I had my last of 3 Lupron injections in March of 2003. I am stil...

I had my last of 3 Lupron injections in March of 2003. I am still having mild symptoms that I think are the result of the medication. Initially the Lupron wasn't really a big deal. I had blurry vision/dizzyness for about 2 weeks during the 1st month, but I didn't have hot flashes until the 2nd injection and thought it was going to be a breeze to get through. We all read such terrifying things when researching Lupron and I did the same. After my Myomectomy which was in July of 2003, I began having much more dramatic symptoms. I eventually lost all sensation in my hands, had swelling in them and couldn't really pick things up or type at my job nor wear my wedding ring. I had traveling parasthesia throughout my body, in my arms, legs and feet, but the worst was my hands. The parasthesia lasted until about December of 2003. I still occasionally have the same sensation in my arms or legs but my hands have finally returned to normal. I've had 2 MRIs in hopes of ruling out MS (parasthesia is a very common side-effect of MS) but am stilling working with a neurologist based on the symptoms I've had. Doctors aren't convinced of the strength of Lupron. I still think that the Lupron caused these symptoms but there is no way to prove it. Anyway, my advice to current and possible Lupron users is to, as strange as it seems, stay positive.

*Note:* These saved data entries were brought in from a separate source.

//! Closed node vocabulary of the generic tree.
//!
//! Every node belongs to exactly one [`Category`] and carries a kind from the
//! closed enum of that category. Pattern-only placeholders live in
//! [`Marker`] and never appear in a tree produced from program source.

use serde::{Deserialize, Serialize};
use std::fmt;

#[derive(Debug, Clone, Copy, PartialEq, Eq, Hash, PartialOrd, Ord, Serialize, Deserialize)]
pub enum Category {
    Expr,
    Stmt,
    Type,
    Pattern,
    Param,
    Arg,
    Decl,
    Attr,
    List,
}

impl Category {
    pub const ALL: [Category; 9] = [
        Category::Expr,
        Category::Stmt,
        Category::Type,
        Category::Pattern,
        Category::Param,
        Category::Arg,
        Category::Decl,
        Category::Attr,
        Category::List,
    ];

    /// Whether a metavariable standing for `self` may bind a node of
    /// category `other`. Declarations are statements, and destructuring
    /// patterns stand where assigned expressions do.
    pub fn accepts(self, other: Category) -> bool {
        self == other
            || (self == Category::Stmt && other == Category::Decl)
            || (self == Category::Expr && other == Category::Pattern)
    }

    pub fn as_str(self) -> &'static str {
        match self {
            Category::Expr => "expression",
            Category::Stmt => "statement",
            Category::Type => "type",
            Category::Pattern => "pattern",
            Category::Param => "parameter",
            Category::Arg => "argument",
            Category::Decl => "declaration",
            Category::Attr => "attribute",
            Category::List => "list",
        }
    }
}

impl fmt::Display for Category {
    fn fmt(&self, f: &mut fmt::Formatter<'_>) -> fmt::Result {
        f.write_str(self.as_str())
    }
}

#[derive(Debug, Clone, Copy, PartialEq, Eq, Hash, PartialOrd, Ord, Serialize, Deserialize)]
pub enum BinOp {
    Add,
    Sub,
    Mul,
    Div,
    Rem,
    Pow,
    Eq,
    NotEq,
    StrictEq,
    StrictNotEq,
    Lt,
    Le,
    Gt,
    Ge,
    And,
    Or,
    Coalesce,
    BitAnd,
    BitOr,
    BitXor,
    Shl,
    Shr,
    UShr,
    In,
    InstanceOf,
}

impl BinOp {
    pub fn from_symbol(sym: &str) -> Option<BinOp> {
        let op = match sym {
            "+" => BinOp::Add,
            "-" => BinOp::Sub,
            "*" => BinOp::Mul,
            "/" => BinOp::Div,
            "%" => BinOp::Rem,
            "**" => BinOp::Pow,
            "==" => BinOp::Eq,
            "!=" => BinOp::NotEq,
            "===" => BinOp::StrictEq,
            "!==" => BinOp::StrictNotEq,
            "<" => BinOp::Lt,
            "<=" => BinOp::Le,
            ">" => BinOp::Gt,
            ">=" => BinOp::Ge,
            "&&" => BinOp::And,
            "||" => BinOp::Or,
            "??" => BinOp::Coalesce,
            "&" => BinOp::BitAnd,
            "|" => BinOp::BitOr,
            "^" => BinOp::BitXor,
            "<<" => BinOp::Shl,
            ">>" => BinOp::Shr,
            ">>>" => BinOp::UShr,
            "in" => BinOp::In,
            "instanceof" => BinOp::InstanceOf,
            _ => return None,
        };
        Some(op)
    }

    pub fn symbol(self) -> &'static str {
        match self {
            BinOp::Add => "+",
            BinOp::Sub => "-",
            BinOp::Mul => "*",
            BinOp::Div => "/",
            BinOp::Rem => "%",
            BinOp::Pow => "**",
            BinOp::Eq => "==",
            BinOp::NotEq => "!=",
            BinOp::StrictEq => "===",
            BinOp::StrictNotEq => "!==",
            BinOp::Lt => "<",
            BinOp::Le => "<=",
            BinOp::Gt => ">",
            BinOp::Ge => ">=",
            BinOp::And => "&&",
            BinOp::Or => "||",
            BinOp::Coalesce => "??",
            BinOp::BitAnd => "&",
            BinOp::BitOr => "|",
            BinOp::BitXor => "^",
            BinOp::Shl => "<<",
            BinOp::Shr => ">>",
            BinOp::UShr => ">>>",
            BinOp::In => "in",
            BinOp::InstanceOf => "instanceof",
        }
    }

    /// Operators whose operands may be swapped when the equality policy
    /// allows commutative reordering. Short-circuiting and string-concatenating
    /// operators are excluded because their operand order is observable.
    pub fn is_commutative(self) -> bool {
        matches!(
            self,
            BinOp::Mul
                | BinOp::Eq
                | BinOp::NotEq
                | BinOp::StrictEq
                | BinOp::StrictNotEq
                | BinOp::BitAnd
                | BinOp::BitOr
                | BinOp::BitXor
        )
    }
}

#[derive(Debug, Clone, Copy, PartialEq, Eq, Hash, PartialOrd, Ord, Serialize, Deserialize)]
pub enum UnOp {
    Not,
    Neg,
    Plus,
    BitNot,
    TypeOf,
    Void,
    Delete,
    Await,
    PreInc,
    PreDec,
    PostInc,
    PostDec,
}

impl UnOp {
    pub fn from_prefix(sym: &str) -> Option<UnOp> {
        let op = match sym {
            "!" => UnOp::Not,
            "-" => UnOp::Neg,
            "+" => UnOp::Plus,
            "~" => UnOp::BitNot,
            "typeof" => UnOp::TypeOf,
            "void" => UnOp::Void,
            "delete" => UnOp::Delete,
            "await" => UnOp::Await,
            "++" => UnOp::PreInc,
            "--" => UnOp::PreDec,
            _ => return None,
        };
        Some(op)
    }
}

#[derive(Debug, Clone, PartialEq, Eq, Hash, Serialize, Deserialize)]
pub enum Literal {
    /// Raw integer text as written (`0x1F`, `1_000`).
    Int(String),
    /// Raw float text as written.
    Float(String),
    /// `raw` keeps the quotes, `value` is the unescaped content.
    Str { raw: String, value: String },
    Bool(bool),
    Null,
}

#[derive(Debug, Clone, PartialEq, Eq, Hash, Serialize, Deserialize)]
pub enum ExprKind {
    Ident(String),
    Literal(Literal),
    /// `[callee, List(Args)]`
    Call,
    /// `[callee, List(Args)]`
    New,
    /// `[object, Ident(property)]`
    Member,
    /// `[object, index]`
    Index,
    /// `[lhs, rhs]`
    Binary(BinOp),
    /// `[operand]`
    Unary(UnOp),
    /// `[target, value]`; `Some(op)` for compound assignment.
    Assign(Option<BinOp>),
    /// `[cond, then, else]`
    Conditional,
    /// `[List(Params), body]`
    Lambda,
    /// `[List(Elements)]`
    Array,
    /// `[List(Entries)]`
    Object,
    /// `[key, value]`
    Pair,
    /// Construct the front end could not classify.
    Other(String),
}

#[derive(Debug, Clone, PartialEq, Eq, Hash, Serialize, Deserialize)]
pub enum StmtKind {
    /// `[expr]`
    Expr,
    /// `[List(Block)]`
    Block,
    /// `[cond, then]` or `[cond, then, else]`
    If { has_else: bool },
    /// `[cond, body]`
    While,
    /// `[binding, iterable, body]`
    ForEach,
    /// `[]` or `[value]`
    Return { has_value: bool },
    /// `[value]`
    Throw,
    Break,
    Continue,
    Empty,
    Other(String),
}

#[derive(Debug, Clone, PartialEq, Eq, Hash, Serialize, Deserialize)]
pub enum TypeKind {
    Named(String),
    /// `[base, List(TypeArgs)]`
    Generic,
}

#[derive(Debug, Clone, PartialEq, Eq, Hash, Serialize, Deserialize)]
pub enum PatKind {
    /// `[List(Elements)]`
    Array,
    /// `[List(Entries)]`
    Object,
    /// `[binding]`
    Rest,
    /// `[key, binding]` entry of an object pattern.
    Pair,
}

#[derive(Debug, Clone, PartialEq, Eq, Hash, Serialize, Deserialize)]
pub enum ParamKind {
    /// `[name]`, optionally followed by a type and a default value.
    Plain { has_type: bool, has_default: bool },
    /// `[name]`
    Rest,
}

#[derive(Debug, Clone, PartialEq, Eq, Hash, Serialize, Deserialize)]
pub enum ArgKind {
    /// `[value]`
    Positional,
    /// `[Ident(name), value]`
    Named,
    /// `[value]`
    Spread,
}

#[derive(Debug, Clone, PartialEq, Eq, Hash, Serialize, Deserialize)]
pub enum DeclKind {
    /// `[List(Attrs), name]`, optionally followed by a type and an initializer.
    Var { has_type: bool, has_init: bool },
    /// `[List(Attrs), name, List(Params), body]`
    Function,
    /// `[List(Attrs), name, List(Block)]`; the superclass is an
    /// `Extends` attribute.
    Class,
}

#[derive(Debug, Clone, PartialEq, Eq, Hash, Serialize, Deserialize)]
pub enum AttrKind {
    Modifier(String),
    /// `[expr]`
    Decorator,
    /// `[expr]`, the superclass of a class.
    Extends,
}

#[derive(Debug, Clone, Copy, PartialEq, Eq, Hash, Serialize, Deserialize)]
pub enum ListKind {
    Program,
    Block,
    Args,
    Params,
    Elements,
    Entries,
    Attrs,
    TypeArgs,
}

impl ListKind {
    /// Lists whose element order carries no meaning for matching.
    pub fn is_unordered(self) -> bool {
        matches!(self, ListKind::Attrs | ListKind::Entries)
    }
}

#[derive(Debug, Clone, PartialEq, Eq, Hash, Serialize, Deserialize)]
pub enum Marker {
    /// Zero or more siblings in a list, or any single node elsewhere.
    Ellipsis,
    /// `[inner]`: `inner` matched here or at any descendant.
    DeepEllipsis,
    Metavar { name: String, category: Category },
    /// Like [`Marker::Ellipsis`], binding the absorbed run under `name`.
    Variadic { name: String },
}

#[derive(Debug, Clone, PartialEq, Eq, Hash, Serialize, Deserialize)]
pub enum NodeKind {
    Expr(ExprKind),
    Stmt(StmtKind),
    Type(TypeKind),
    Pattern(PatKind),
    Param(ParamKind),
    Arg(ArgKind),
    Decl(DeclKind),
    Attr(AttrKind),
    List(ListKind),
    Marker(Marker),
}

impl NodeKind {
    /// Category of a regular node. Markers have none, except that a scalar
    /// metavariable reports the category it stands for.
    pub fn category(&self) -> Option<Category> {
        match self {
            NodeKind::Expr(_) => Some(Category::Expr),
            NodeKind::Stmt(_) => Some(Category::Stmt),
            NodeKind::Type(_) => Some(Category::Type),
            NodeKind::Pattern(_) => Some(Category::Pattern),
            NodeKind::Param(_) => Some(Category::Param),
            NodeKind::Arg(_) => Some(Category::Arg),
            NodeKind::Decl(_) => Some(Category::Decl),
            NodeKind::Attr(_) => Some(Category::Attr),
            NodeKind::List(_) => Some(Category::List),
            NodeKind::Marker(Marker::Metavar { category, .. }) => Some(*category),
            NodeKind::Marker(_) => None,
        }
    }

    pub fn is_marker(&self) -> bool {
        matches!(self, NodeKind::Marker(_))
    }

    pub fn ident(&self) -> Option<&str> {
        match self {
            NodeKind::Expr(ExprKind::Ident(name)) => Some(name),
            _ => None,
        }
    }

    /// Short label used in graph exports and diagnostics.
    pub fn label(&self) -> String {
        match self {
            NodeKind::Expr(ExprKind::Ident(name)) => format!("Ident:{name}"),
            NodeKind::Expr(ExprKind::Literal(Literal::Int(raw)))
            | NodeKind::Expr(ExprKind::Literal(Literal::Float(raw)))
            | NodeKind::Expr(ExprKind::Literal(Literal::Str { raw, .. })) => {
                format!("Literal:{raw}")
            }
            NodeKind::Expr(ExprKind::Literal(lit)) => format!("Literal:{lit:?}"),
            NodeKind::Expr(ExprKind::Binary(op)) => format!("Binary:{}", op.symbol()),
            NodeKind::Expr(ExprKind::Other(kind)) | NodeKind::Stmt(StmtKind::Other(kind)) => {
                format!("Other:{kind}")
            }
            NodeKind::Type(TypeKind::Named(name)) => format!("Type:{name}"),
            NodeKind::Attr(AttrKind::Modifier(name)) => format!("Modifier:{name}"),
            NodeKind::Marker(Marker::Ellipsis) => "...".to_string(),
            NodeKind::Marker(Marker::DeepEllipsis) => "<... ...>".to_string(),
            NodeKind::Marker(Marker::Metavar { name, .. }) => format!("${name}"),
            NodeKind::Marker(Marker::Variadic { name }) => format!("$...{name}"),
            other => format!("{other:?}"),
        }
    }
}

It is hell during and unfortunately can stick around for quite a long time, but I am finally starting to get rid of the symptoms I've experienced, and I have tried to keep a positive mental picture throughout. I really thought I might never be able to use my hands again, it was very scary, but things are very gradually getting better. It took me about 6 months to have a regular cycle again, and I now believe that our hormones are powerful! I think it just takes a while for everything to return to normal. Good luck!